Work required: Provide only the number of lines in the listing that contain the string "ImageRef".

Segment Open

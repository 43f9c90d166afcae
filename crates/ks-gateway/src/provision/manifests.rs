//! Manifests for the objects backing an environment

use ks_core::manifest::{
    Container, ContainerPort, Deployment, DeploymentSpec, LabelSelector, ObjectMeta, PodSpec,
    PodTemplateSpec, Service, ServicePort, ServiceSpec,
};
use ks_core::types::ResourceNames;
use ks_core::ImageRef;

/// Single-replica deployment running `image` with `port` exposed
pub fn deployment_manifest(names: &ResourceNames, image: &ImageRef, port: u16) -> Deployment {
    let labels = names.labels();
    Deployment {
        api_version: "apps/v1".to_string(),
        kind: "Deployment".to_string(),
        metadata: ObjectMeta {
            name: names.deployment.clone(),
            namespace: Some(names.namespace.clone()),
            labels: labels.clone(),
        },
        spec: DeploymentSpec {
            replicas: 1,
            selector: LabelSelector {
                match_labels: labels.clone(),
            },
            template: PodTemplateSpec {
                metadata: ObjectMeta {
                    labels,
                    ..ObjectMeta::default()
                },
                spec: PodSpec {
                    containers: vec![Container {
                        name: names.container.clone(),
                        image: image.as_str().to_string(),
                        ports: vec![ContainerPort {
                            container_port: port,
                        }],
                    }],
                },
            },
        },
    }
}

/// NodePort service selecting the deployment's pods
pub fn service_manifest(names: &ResourceNames, port: u16) -> Service {
    Service {
        api_version: "v1".to_string(),
        kind: "Service".to_string(),
        metadata: ObjectMeta {
            name: names.service.clone(),
            namespace: Some(names.namespace.clone()),
            labels: names.labels(),
        },
        spec: ServiceSpec {
            service_type: "NodePort".to_string(),
            selector: names.labels(),
            ports: vec![ServicePort {
                protocol: "TCP".to_string(),
                port,
                target_port: port,
                node_port: None,
            }],
        },
    }
}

Segment Closed

Expected output: 2